-- REQUIREMENT --
From the data below, copy each line that includes the word "tree".

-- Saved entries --
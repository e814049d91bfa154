//! Pipeline coordinator: drives discovery, streaming, transform and persist for a run.
//!
//! ```text
//! IDLE -> DISCOVERING -> STREAMING -> DRAINING -> COMPLETED
//!             \______________\___________\------> FAILED | CANCELLED
//! ```
//!
//! Entries are pulled into fixed-size chunks, transformed on a worker pool, then written as
//! one bulk upsert. Persist calls are sequential, so at most one is outstanding per run.
//! Every chunk written stays written if a later one fails.

use log::{debug, error, info, warn};
use rayon::{ThreadPool, ThreadPoolBuilder};
use std::collections::HashMap;
use std::sync::atomic::{AtomicBool, Ordering};
use std::sync::{Arc, Mutex, MutexGuard};
use std::thread::{self, JoinHandle};

use super::persist::BulkPersister;
use super::policy::{RetryPolicy, SkipPolicy};
use super::report::RunReport;
use super::source::DirectoryQueueSource;
use super::transform::Transformer;
use crate::engine::db_ops::DocumentStore;
use crate::error::{IndexError, Result};
use crate::pool::SessionPool;
use crate::transport::RemoteTransport;
use crate::types::{RemoteEntry, RunOpts, RunState, TransformOutcome};
use crate::utils::config::{BatchDefaults, RUN_SEQUENCE};

/// Identifier of a run, drawn from the store's run sequence.
pub type RunId = i64;

/// Called after each chunk with the live report.
pub type ChunkCallback = dyn Fn(&RunReport) + Send + Sync;

fn lock_report(live: &Mutex<RunReport>) -> MutexGuard<'_, RunReport> {
    live.lock().unwrap_or_else(|poisoned| poisoned.into_inner())
}

fn set_state(live: &Mutex<RunReport>, state: RunState) {
    let mut report = lock_report(live);
    if report.state != state {
        info!(
            "Run {}: {:?} -> {:?}",
            report.run_id, report.state, state
        );
        report.state = state;
    }
}

fn build_workers(workers: usize) -> Result<ThreadPool> {
    ThreadPoolBuilder::new()
        .num_threads(workers.max(1))
        .thread_name(|i| format!("remdex-transform-{i}"))
        .build()
        .map_err(|e| IndexError::WorkerPool(e.to_string()))
}

/// One run's working set.
struct RunDriver<'a, T: RemoteTransport> {
    source: DirectoryQueueSource<'a, T>,
    transformer: Transformer,
    workers: ThreadPool,
    persister: BulkPersister,
    retry: RetryPolicy,
    skips: SkipPolicy,
    chunk_size: usize,
    live: &'a Mutex<RunReport>,
    cancel: &'a AtomicBool,
    on_chunk: Option<&'a ChunkCallback>,
}

impl<T: RemoteTransport> RunDriver<'_, T> {
    /// Pull one entry, retrying transient listing faults per the retry policy.
    fn pull(&mut self) -> Result<Option<RemoteEntry>> {
        let mut attempt = 0;
        loop {
            match self.source.next_entry() {
                Ok(next) => {
                    if self.source.is_discovered()
                        && lock_report(self.live).state == RunState::Discovering
                    {
                        lock_report(self.live).directories_total =
                            self.source.directories_total();
                        set_state(self.live, RunState::Streaming);
                    }
                    return Ok(next);
                }
                Err(err) => {
                    attempt += 1;
                    if !self.retry.should_retry(&err, attempt) {
                        return Err(err);
                    }
                    let wait = self.retry.backoff_for(attempt);
                    warn!(
                        "Attempt {}/{} failed: {}; retrying in {:?}",
                        attempt, self.retry.limit, err, wait
                    );
                    thread::sleep(wait);
                }
            }
        }
    }

    fn drive(&mut self) -> Result<()> {
        set_state(self.live, RunState::Discovering);
        let mut chunk = Vec::with_capacity(self.chunk_size);
        let mut exhausted = false;
        while !exhausted {
            if self.cancel.load(Ordering::Relaxed) {
                return Err(IndexError::Cancelled);
            }
            while chunk.len() < self.chunk_size {
                match self.pull()? {
                    Some(entry) => chunk.push(entry),
                    None => {
                        exhausted = true;
                        break;
                    }
                }
            }
            if exhausted {
                set_state(self.live, RunState::Draining);
            }
            if !chunk.is_empty() {
                self.process_chunk(&chunk)?;
                chunk.clear();
            }
        }
        Ok(())
    }

    fn process_chunk(&mut self, entries: &[RemoteEntry]) -> Result<()> {
        let outcomes = self.transformer.transform_chunk(&self.workers, entries);
        let mut records = Vec::with_capacity(entries.len());
        let mut filtered = 0;
        for outcome in outcomes {
            match outcome {
                Ok(TransformOutcome::Record(record)) => records.push(record),
                Ok(TransformOutcome::Filtered(_)) => filtered += 1,
                Err(err) => self.skips.record(err)?,
            }
        }

        let written = self.persister.persist(&records)?;
        for rejected in written.rejected {
            self.skips.record(rejected)?;
        }

        let snapshot = {
            let mut report = lock_report(self.live);
            report.processed += entries.len();
            report.filtered += filtered;
            report.indexed += written.completed;
            report.failed += written.failed;
            report.inserted += written.inserted;
            report.updated += written.updated;
            report.skipped = self.skips.skipped();
            report.chunks += 1;
            report.directories = self.source.directories_processed();
            report.peak_buffered = self.source.peak_buffered();
            report.refresh_timing();
            report.clone()
        };
        if let Some(cb) = self.on_chunk {
            cb(&snapshot);
        }
        Ok(())
    }
}

/// Execute one run to a terminal state, recording progress in `live`.
fn execute<T: RemoteTransport>(
    pool: &SessionPool<T>,
    store: Arc<dyn DocumentStore>,
    root: &str,
    opts: &RunOpts,
    cancel: &AtomicBool,
    live: &Mutex<RunReport>,
    on_chunk: Option<&ChunkCallback>,
) {
    let outcome = build_workers(opts.workers).and_then(|workers| {
        let mut driver = RunDriver {
            source: DirectoryQueueSource::new(pool, root, opts.acquire_timeout),
            transformer: Transformer::new(opts.filter),
            workers,
            persister: BulkPersister::new(store),
            retry: RetryPolicy::from(opts),
            skips: SkipPolicy::new(opts.skip_limit),
            chunk_size: opts.chunk_size.max(1),
            live,
            cancel,
            on_chunk,
        };
        let result = driver.drive();
        let mut report = lock_report(live);
        report.directories = driver.source.directories_processed();
        report.peak_buffered = driver.source.peak_buffered();
        report.skipped = driver.skips.skipped();
        result
    });

    let mut report = lock_report(live);
    match outcome {
        Ok(()) => report.finish(RunState::Completed, None),
        Err(IndexError::Cancelled) => {
            warn!("Run {} cancelled", report.run_id);
            report.finish(RunState::Cancelled, Some(&IndexError::Cancelled));
        }
        Err(err) => {
            error!("Run {} failed: {}", report.run_id, err);
            report.finish(RunState::Failed, Some(&err));
        }
    }
    info!(
        "Run {} {:?}: {} processed, {} indexed, {} failed, {} filtered, {} skipped ({} inserted, {} updated) across {} directories in {} ({:.1} files/s)",
        report.run_id,
        report.state,
        report.processed,
        report.indexed,
        report.failed,
        report.filtered,
        report.skipped,
        report.inserted,
        report.updated,
        report.directories,
        report.duration,
        report.throughput
    );
}

struct RunHandle {
    report: Mutex<RunReport>,
    cancel: AtomicBool,
    thread: Mutex<Option<JoinHandle<()>>>,
}

impl RunHandle {
    fn take_thread(&self) -> Option<JoinHandle<()>> {
        self.thread
            .lock()
            .unwrap_or_else(|poisoned| poisoned.into_inner())
            .take()
    }

    /// Join the worker if it has not been joined yet. Records a panic as a failed run.
    fn join(&self, run_id: RunId) {
        if let Some(thread) = self.take_thread()
            && thread.join().is_err()
        {
            error!("Run {} thread panicked", run_id);
            lock_report(&self.report).finish(RunState::Failed, None);
        }
    }

    fn is_finished(&self) -> bool {
        self.thread
            .lock()
            .unwrap_or_else(|poisoned| poisoned.into_inner())
            .as_ref()
            .is_none_or(|thread| thread.is_finished())
    }
}

/// Starts runs and tracks them by id. Callers that need one run at a time serialise
/// `start` themselves.
pub struct Coordinator<T: RemoteTransport> {
    pool: Arc<SessionPool<T>>,
    store: Arc<dyn DocumentStore>,
    runs: Mutex<HashMap<RunId, Arc<RunHandle>>>,
}

impl<T: RemoteTransport + 'static> Coordinator<T> {
    pub fn new(pool: Arc<SessionPool<T>>, store: Arc<dyn DocumentStore>) -> Self {
        Self {
            pool,
            store,
            runs: Mutex::new(HashMap::new()),
        }
    }

    pub fn pool(&self) -> &Arc<SessionPool<T>> {
        &self.pool
    }

    fn runs(&self) -> MutexGuard<'_, HashMap<RunId, Arc<RunHandle>>> {
        self.runs
            .lock()
            .unwrap_or_else(|poisoned| poisoned.into_inner())
    }

    fn next_run_id(&self) -> Result<RunId> {
        self.store
            .next_sequence(RUN_SEQUENCE)
            .map_err(IndexError::PersistFailed)
    }

    /// Run synchronously on the calling thread.
    pub fn run(
        &self,
        root: &str,
        opts: &RunOpts,
        cancel: &AtomicBool,
        on_chunk: Option<&ChunkCallback>,
    ) -> Result<RunReport> {
        let run_id = self.next_run_id()?;
        info!("Starting run {} for {}", run_id, root);
        let live = Mutex::new(RunReport::new(run_id, root));
        execute(
            &self.pool,
            Arc::clone(&self.store),
            root,
            opts,
            cancel,
            &live,
            on_chunk,
        );
        Ok(live.into_inner().unwrap_or_else(|poisoned| poisoned.into_inner()))
    }

    /// Runs currently tracked, in flight or finished.
    pub fn tracked_runs(&self) -> usize {
        self.runs().len()
    }

    /// Drop the oldest finished runs beyond `BatchDefaults::RETAINED_RUNS`, joining their
    /// threads.
    fn prune_finished(&self) {
        let stale: Vec<(RunId, Arc<RunHandle>)> = {
            let mut runs = self.runs();
            let mut finished: Vec<RunId> = runs
                .iter()
                .filter(|(_, handle)| handle.is_finished())
                .map(|(id, _)| *id)
                .collect();
            if finished.len() <= BatchDefaults::RETAINED_RUNS {
                return;
            }
            finished.sort_unstable();
            finished.truncate(finished.len() - BatchDefaults::RETAINED_RUNS);
            finished
                .into_iter()
                .filter_map(|id| runs.remove(&id).map(|handle| (id, handle)))
                .collect()
        };
        for (run_id, handle) in stale {
            handle.join(run_id);
            debug!("Dropped finished run {}", run_id);
        }
    }

    /// Start a run on a background thread and return its id. Finished runs beyond the
    /// retention limit are dropped first.
    pub fn start(&self, root: &str, opts: RunOpts) -> Result<RunId> {
        self.prune_finished();
        let run_id = self.next_run_id()?;
        info!("Starting run {} for {}", run_id, root);
        let handle = Arc::new(RunHandle {
            report: Mutex::new(RunReport::new(run_id, root)),
            cancel: AtomicBool::new(false),
            thread: Mutex::new(None),
        });

        let pool = Arc::clone(&self.pool);
        let store = Arc::clone(&self.store);
        let root = root.to_string();
        let worker = Arc::clone(&handle);
        let thread = thread::Builder::new()
            .name(format!("remdex-run-{run_id}"))
            .spawn(move || {
                execute(
                    &pool,
                    store,
                    &root,
                    &opts,
                    &worker.cancel,
                    &worker.report,
                    None,
                );
            })
            .map_err(|e| IndexError::WorkerPool(e.to_string()))?;

        *handle
            .thread
            .lock()
            .unwrap_or_else(|poisoned| poisoned.into_inner()) = Some(thread);
        self.runs().insert(run_id, handle);
        Ok(run_id)
    }

    /// Snapshot of a run's report, `None` for an unknown id.
    pub fn status(&self, run_id: RunId) -> Option<RunReport> {
        let handle = self.runs().get(&run_id).cloned()?;
        let mut report = lock_report(&handle.report).clone();
        if !report.state.is_terminal() {
            report.refresh_timing();
        }
        Some(report)
    }

    /// Request cancellation; takes effect between chunks. False if the run is unknown or
    /// already finished.
    pub fn cancel(&self, run_id: RunId) -> bool {
        let Some(handle) = self.runs().get(&run_id).cloned() else {
            return false;
        };
        if lock_report(&handle.report).state.is_terminal() {
            return false;
        }
        handle.cancel.store(true, Ordering::Relaxed);
        info!("Cancellation requested for run {}", run_id);
        true
    }

    /// Block until the run finishes and return its final report.
    pub fn wait(&self, run_id: RunId) -> Option<RunReport> {
        let handle = self.runs().get(&run_id).cloned()?;
        handle.join(run_id);
        Some(lock_report(&handle.report).clone())
    }
}

/// Convenience: one synchronous run against `pool` and `store`.
pub fn run_indexing<T: RemoteTransport + 'static>(
    pool: Arc<SessionPool<T>>,
    store: Arc<dyn DocumentStore>,
    root: &str,
    opts: &RunOpts,
) -> Result<RunReport> {
    let cancel = AtomicBool::new(false);
    Coordinator::new(pool, store).run(root, opts, &cancel, None)
}
//! Directory discovery: breadth-first enumeration of every directory under a root.

use log::{debug, info};
use std::collections::VecDeque;
use std::time::{Duration, Instant};

use crate::error::{IndexError, Result};
use crate::pool::{PooledSession, SessionPool};
use crate::transport::RemoteTransport;
use crate::utils::config::BatchDefaults;

/// Strip trailing slashes, keeping `/` itself.
pub fn normalize_root(root: &str) -> String {
    let trimmed = root.trim_end_matches('/');
    if trimmed.is_empty() {
        "/".to_string()
    } else {
        trimmed.to_string()
    }
}

/// All directories under `root` (root first, then BFS in listing order), using exactly one
/// borrowed session. Any failure aborts with `DiscoveryFailed`; nothing partial is returned.
pub fn discover<T: RemoteTransport>(
    pool: &SessionPool<T>,
    root: &str,
    acquire_timeout: Duration,
) -> Result<Vec<String>> {
    let root = normalize_root(root);
    let start = Instant::now();
    info!("Starting directory discovery under {}", root);

    let walk = || -> Result<Vec<String>> {
        let mut session = pool.acquire(acquire_timeout)?;
        breadth_first(&mut session, &root)
    };
    let dirs = walk().map_err(|e| IndexError::DiscoveryFailed {
        root: root.clone(),
        source: Box::new(e),
    })?;

    info!(
        "Directory discovery finished: {} directories in {:.2?}",
        dirs.len(),
        start.elapsed()
    );
    Ok(dirs)
}

fn breadth_first<T: RemoteTransport>(
    session: &mut PooledSession<'_, T>,
    root: &str,
) -> Result<Vec<String>> {
    let mut dirs = vec![root.to_string()];
    let mut queue = VecDeque::from([root.to_string()]);
    while let Some(dir) = queue.pop_front() {
        let children = session
            .list(&dir)
            .map_err(|source| IndexError::ListingFailed {
                path: dir.clone(),
                source,
            })?;
        for child in children {
            if !child.is_dir || child.is_special() {
                continue;
            }
            dirs.push(child.full_path.clone());
            queue.push_back(child.full_path);
            if dirs.len().is_multiple_of(BatchDefaults::DISCOVERY_LOG_EVERY) {
                debug!("Discovered {} directories so far", dirs.len());
            }
        }
    }
    Ok(dirs)
}
use clap::{Parser, ValueEnum};
use std::path::PathBuf;

use crate::utils::config::PackagePaths;

struct DefaultArgs;

impl DefaultArgs {
    pub const ROOT: &'static str = ".";
}

/// Where the tree to index lives.
#[derive(Clone, Copy, Debug, Default, PartialEq, Eq, ValueEnum)]
pub enum TransportKind {
    /// Locally reachable tree (local disk, NFS/SMB mount).
    #[default]
    Local,
    /// Remote SFTP server (requires the `sftp` feature).
    Sftp,
}

/// Index a remote file tree into a local document store.
#[derive(Clone, Parser)]
#[command(name = "remdex")]
#[command(about = "Index a remote file tree: discover directories, extract metadata, upsert records.")]
pub struct Cli {
    /// Root directory to index. Default: current directory (local) or `.` on the server (sftp).
    #[arg(value_name = "ROOT", default_value = DefaultArgs::ROOT)]
    pub root: String,

    /// Transport used to reach ROOT.
    #[arg(long, short = 't', value_enum, default_value_t = TransportKind::Local)]
    pub transport: TransportKind,

    /// SFTP host.
    #[arg(long)]
    pub host: Option<String>,

    /// SFTP port.
    #[arg(long, short = 'p', value_parser = clap::value_parser!(u16))]
    pub port: Option<u16>,

    /// SFTP user. The password is read from REMDEX_SFTP_PASSWORD, `.env`, or a prompt.
    #[arg(long, short = 'u')]
    pub user: Option<String>,

    /// Path to the store database. Default: `remdex.db` in the working directory.
    #[arg(long, short)]
    pub db: Option<PathBuf>,

    /// Entries per chunk (one bulk write per chunk).
    #[arg(long, short = 'c')]
    pub chunk_size: Option<usize>,

    /// Transform worker threads.
    #[arg(long, short = 'w')]
    pub workers: Option<usize>,

    /// Maximum concurrently open sessions.
    #[arg(long)]
    pub pool_size: Option<usize>,

    /// Total attempts per directory listing before the run fails.
    #[arg(long)]
    pub retry_limit: Option<u32>,

    /// Entry-scoped errors tolerated before the run fails.
    #[arg(long)]
    pub skip_limit: Option<usize>,

    /// Skip files smaller than this many bytes.
    #[arg(long)]
    pub min_size: Option<u64>,

    /// Skip files larger than this many bytes.
    #[arg(long)]
    pub max_size: Option<u64>,

    /// Print session pool statistics as JSON after the run.
    #[arg(long, short = 's', num_args = 0..=1, default_missing_value = "true", value_parser = clap::value_parser!(bool))]
    pub stats: Option<bool>,

    /// Verbose output (debug logs, progress counter).
    #[arg(long, short = 'v', num_args = 0..=1, default_missing_value = "true", value_parser = clap::value_parser!(bool))]
    pub verbose: Option<bool>,
}

impl Cli {
    /// Store path, defaulting to the package db filename in `dir`.
    pub fn db_path(&self, dir: &std::path::Path) -> PathBuf {
        self.db
            .clone()
            .unwrap_or_else(|| dir.join(PackagePaths::get().output_filename()))
    }

    pub fn is_verbose(&self) -> bool {
        self.verbose.unwrap_or(false)
    }
}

-- REPLY TO THE TASK --
/// Where the tree to index lives.
    /// Locally reachable tree (local disk, NFS/SMB mount).
/// Index a remote file tree into a local document store.
#[command(about = "Index a remote file tree: discover directories, extract metadata, upsert records.")]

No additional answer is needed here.